Menteri Perindustrian Airlangga Hartarto mengatakan, penyerapan puluhan ribu tenaga kerja di kawasan yang dikelola oleh PT Indonesia Morowali Industrial Park (IMIP) ini akan terealisasi apabila pabrik stainless steel berkapasitas dua juta ton dan beberapa industri hilir lainnya telah beroperasi.
(Baca juga: Ada Political Framing Isu Tenaga Kerja Cina)
“Hingga Desember 2016, kebutuhan tenaga kerja pelaksana di kawasan industri ini mencapai 11.257 orang dan untuk tenaga kerja level supervisor atau engineer sebanyak 1.577 orang,” katanya melalui siaran pers, Kamis (12/1/2017).
Terkait adanya tenaga kerja asing, Airlangga menjelaskan, itu diperlukan mengingat teknologi yang dipakai di industri smelter dibawa langsung oleh investor negara asal.

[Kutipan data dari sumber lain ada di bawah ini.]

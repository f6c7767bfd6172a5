use std::collections::HashSet;

use serde::Deserialize;

use crate::error::AppError;
use crate::services::password_reset::ResetPolicy;

#[derive(Debug, Deserialize)]
pub struct Config {
    // パスワードリセット設定
    #[serde(default)]
    pub password_reset_url_base: Option<String>,
    #[serde(default = "default_password_reset_token_ttl_secs")]
    pub password_reset_token_ttl_secs: i64,
    /// 同一ユーザーへのトークン再発行を禁止する秒数
    #[serde(default = "default_password_reset_cooldown_secs")]
    pub password_reset_cooldown_secs: i64,

    /// ユーザープロバイダー名（カンマ区切り）
    #[serde(default = "default_user_providers")]
    pub user_providers: Vec<String>,
}

const DEFAULT_PASSWORD_RESET_TOKEN_TTL_SECS: i64 = 3600;
const DEFAULT_PASSWORD_RESET_COOLDOWN_SECS: i64 = 300;
const DEFAULT_USER_PROVIDER: &str = "main";

fn default_password_reset_token_ttl_secs() -> i64 {
    DEFAULT_PASSWORD_RESET_TOKEN_TTL_SECS
}

fn default_password_reset_cooldown_secs() -> i64 {
    DEFAULT_PASSWORD_RESET_COOLDOWN_SECS
}

fn default_user_providers() -> Vec<String> {
    vec![DEFAULT_USER_PROVIDER.to_string()]
}

impl Default for Config {
    fn default() -> Self {
        Self {
            password_reset_url_base: None,
            password_reset_token_ttl_secs: DEFAULT_PASSWORD_RESET_TOKEN_TTL_SECS,
            password_reset_cooldown_secs: DEFAULT_PASSWORD_RESET_COOLDOWN_SECS,
            user_providers: default_user_providers(),
        }
    }
}

impl Config {
    pub fn load() -> Result<Self, AppError> {
        Ok(envy::from_env()?)
    }

    /// 起動時の設定検証
    pub fn validate(&self) -> Result<(), AppError> {
        if self.password_reset_token_ttl_secs <= 0 {
            return Err(AppError::Validation(
                "password_reset_token_ttl_secs は1以上で指定してください".to_string(),
            ));
        }
        if self.password_reset_cooldown_secs < 0 {
            return Err(AppError::Validation(
                "password_reset_cooldown_secs は0以上で指定してください".to_string(),
            ));
        }
        if self.user_providers.iter().any(|p| p.trim().is_empty()) {
            return Err(AppError::Validation(
                "user_providers に空の名前は指定できません".to_string(),
            ));
        }
        let mut seen = HashSet::new();
        if let Some(dup) = self.user_providers.iter().find(|p| !seen.insert(p.trim())) {
            return Err(AppError::Validation(format!(
                "user_providers に同じ名前が重複しています: {}",
                dup
            )));
        }
        Ok(())
    }

    pub fn reset_policy(&self) -> ResetPolicy {
        ResetPolicy {
            cooldown_secs: self.password_reset_cooldown_secs,
            token_ttl_secs: self.password_reset_token_ttl_secs,
        }
    }
}

#[cfg(test)]
mod tests {
    use super::*;

    fn from_pairs(pairs: &[(&str, &str)]) -> Result<Config, envy::Error> {
        envy::from_iter(
            pairs
                .iter()
                .map(|(k, v)| (k.to_string(), v.to_string()))
                .collect::<Vec<_>>(),
        )
    }

    #[test]
    fn test_defaults_when_env_is_empty() {
        let config = from_pairs(&[]).unwrap();
        assert_eq!(config.password_reset_token_ttl_secs, 3600);
        assert_eq!(config.password_reset_cooldown_secs, 300);
        assert_eq!(config.user_providers, vec!["main".to_string()]);
        assert!(config.password_reset_url_base.is_none());
        assert!(config.validate().is_ok());
    }

    #[test]
    fn test_values_from_env() {
        let config = from_pairs(&[
            ("PASSWORD_RESET_TOKEN_TTL_SECS", "600"),
            ("PASSWORD_RESET_COOLDOWN_SECS", "60"),
            ("PASSWORD_RESET_URL_BASE", "https://example.com/reset"),
            ("USER_PROVIDERS", "main,admin"),
        ])
        .unwrap();

        let policy = config.reset_policy();
        assert_eq!(policy.token_ttl_secs, 600);
        assert_eq!(policy.cooldown_secs, 60);
        assert_eq!(config.user_providers, vec!["main", "admin"]);
        assert_eq!(
            config.password_reset_url_base.as_deref(),
            Some("https://example.com/reset")
        );
    }

    #[test]
    fn test_validate_rejects_non_positive_ttl() {
        let config = Config {
            password_reset_token_ttl_secs: 0,
            ..Config::default()
        };
        assert!(matches!(config.validate(), Err(AppError::Validation(_))));
    }

    #[test]
    fn test_validate_rejects_negative_cooldown() {
        let config = Config {
            password_reset_cooldown_secs: -1,
            ..Config::default()
        };
        assert!(config.validate().is_err());
    }

    #[test]
    fn test_validate_rejects_duplicate_providers() {
        let config = from_pairs(&[("USER_PROVIDERS", "main,admin,main")]).unwrap();
        assert!(matches!(config.validate(), Err(AppError::Validation(_))));
    }

    #[test]
    fn test_invalid_number_is_config_error() {
        let result = from_pairs(&[("PASSWORD_RESET_TOKEN_TTL_SECS", "soon")]);
        assert!(result.is_err());
    }
}
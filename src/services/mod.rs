pub mod clock;
pub mod encoder;
pub mod hasher;
pub mod password_reset;
pub mod users;

pub use clock::{Clock, FixedClock, SystemClock};
pub use encoder::{CredentialEncoder, EncoderRegistry};
pub use hasher::{Argon2Hasher, PasswordHasher};
pub use password_reset::{PasswordResetService, ResetPolicy, ResetRequest, ResetTokenManager};
pub use users::{UsersManager, UsersManagerRegistry};
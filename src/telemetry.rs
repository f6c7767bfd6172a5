use tracing_subscriber::{EnvFilter, layer::SubscriberExt, util::SubscriberInitExt};

/// tracing の初期化（JSON形式、環境変数でレベル制御）
///
/// ホストアプリケーションが独自の subscriber を持たない場合に使う
pub fn init_tracing() {
    let env_filter = EnvFilter::try_from_default_env()
        .unwrap_or_else(|_| EnvFilter::new("info,shq_users=debug"));

    tracing_subscriber::registry()
        .with(env_filter)
        .with(tracing_subscriber::fmt::layer().json())
        .init();
}
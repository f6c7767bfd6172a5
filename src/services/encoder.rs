use std::any::{TypeId, type_name};
use std::collections::HashMap;
use std::sync::Arc;

use secrecy::ExposeSecret;

use crate::error::AppError;
use crate::models::HasPlainPassword;
use crate::services::hasher::PasswordHasher;

/// エンティティ型ごとのパスワードハッシュ化戦略
///
/// 起動時に一度だけ構築し、以降は参照のみ
#[derive(Clone, Default)]
pub struct EncoderRegistry {
    hashers: HashMap<TypeId, Arc<dyn PasswordHasher>>,
}

impl EncoderRegistry {
    pub fn new() -> Self {
        Self::default()
    }

    /// エンティティ型 `A` にハッシュ化戦略を登録
    pub fn register<A: HasPlainPassword + 'static>(
        mut self,
        hasher: Arc<dyn PasswordHasher>,
    ) -> Self {
        tracing::debug!(entity = type_name::<A>(), "パスワードエンコーダー登録");
        self.hashers.insert(TypeId::of::<A>(), hasher);
        self
    }

    pub fn resolve<A: HasPlainPassword + 'static>(
        &self,
    ) -> Result<Arc<dyn PasswordHasher>, AppError> {
        self.hashers
            .get(&TypeId::of::<A>())
            .cloned()
            .ok_or(AppError::NoEncoderForType(type_name::<A>()))
    }

    /// 起動時検証: 未登録なら構成エラー
    pub fn ensure_registered<A: HasPlainPassword + 'static>(&self) -> Result<(), AppError> {
        self.resolve::<A>().map(|_| ())
    }
}

/// 書き込み直前に平文パスワードをハッシュ化するリスナー
///
/// # Security
/// - 平文は成否に関わらず必ず破棄する
/// - 平文・ハッシュはログに出力しない
#[derive(Clone)]
pub struct CredentialEncoder {
    registry: Arc<EncoderRegistry>,
}

impl CredentialEncoder {
    pub fn new(registry: Arc<EncoderRegistry>) -> Self {
        Self { registry }
    }

    /// 永続化直前のフック
    ///
    /// 平文パスワードが無い・空の場合は何もしない
    pub fn on_before_write<A: HasPlainPassword + 'static>(
        &self,
        account: &mut A,
    ) -> Result<(), AppError> {
        // 先に取り出すことで、以降どこで失敗しても平文は残らない
        let Some(plain_password) = account.take_plain_password() else {
            return Ok(());
        };
        if plain_password.expose_secret().is_empty() {
            return Ok(());
        }

        let hasher = self.registry.resolve::<A>()?;
        let hash = hasher.hash(plain_password.expose_secret())?;
        account.set_password_hash(hash);

        tracing::debug!(entity = type_name::<A>(), "パスワードをハッシュ化");

        Ok(())
    }
}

Ia juga menegaskan, tenaga kerja asing di industri smelter ini bersifat sementara, terutama hanya saat pembangunan proyek. “Pada masa konstruksi, perbandingannya untuk tenaga kerja Indonesia 60 persen dan tenaga kerja asing 40 persen,” ujarnya.
Sektor Pekerjaan Tenaga Kerja Cina di Indonesia hingga November 2016
Setelah konstruksi, komposisi tenaga kerja asing akan mulai berkurang saat smelter beroperasi di tahun pertama menjadi 35 persen. Sementara pada tahun kelima perusahaan beroperasi, dipastikan porsi tenaga kerja asing tinggal 15 persen. “Jadi tenaga kerja asing tidak bekerja di Indonesia selamanya,” kata Airlangga.
(Baca juga: Serbuan Pekerja Cina, Rumor dan Fakta)
Ia juga menyatakan, Kawasan Industri Morowali turut mendorong langkah pemerintah dalam program hilirisasi yang bertujuan untuk meningkatkan nilai tambah bahan baku mineral di dalam negeri. “Oleh karena itu, di kawasan ini difokuskan pada pembangunan industri pengolahan dan pemurnian mineral logam atau smelter dengan bahan dasar nikel,” ujarnya.
Airlangga yang baru Rabu lalu berkunjung ke Morowali menyatakan bahwa di kawasan industri tersebut telah beroperasi industri smelter feronikel PT Sulawesi Mining Investment yang berkapasitas 300 ribu ton per tahun sejak Januari 2015.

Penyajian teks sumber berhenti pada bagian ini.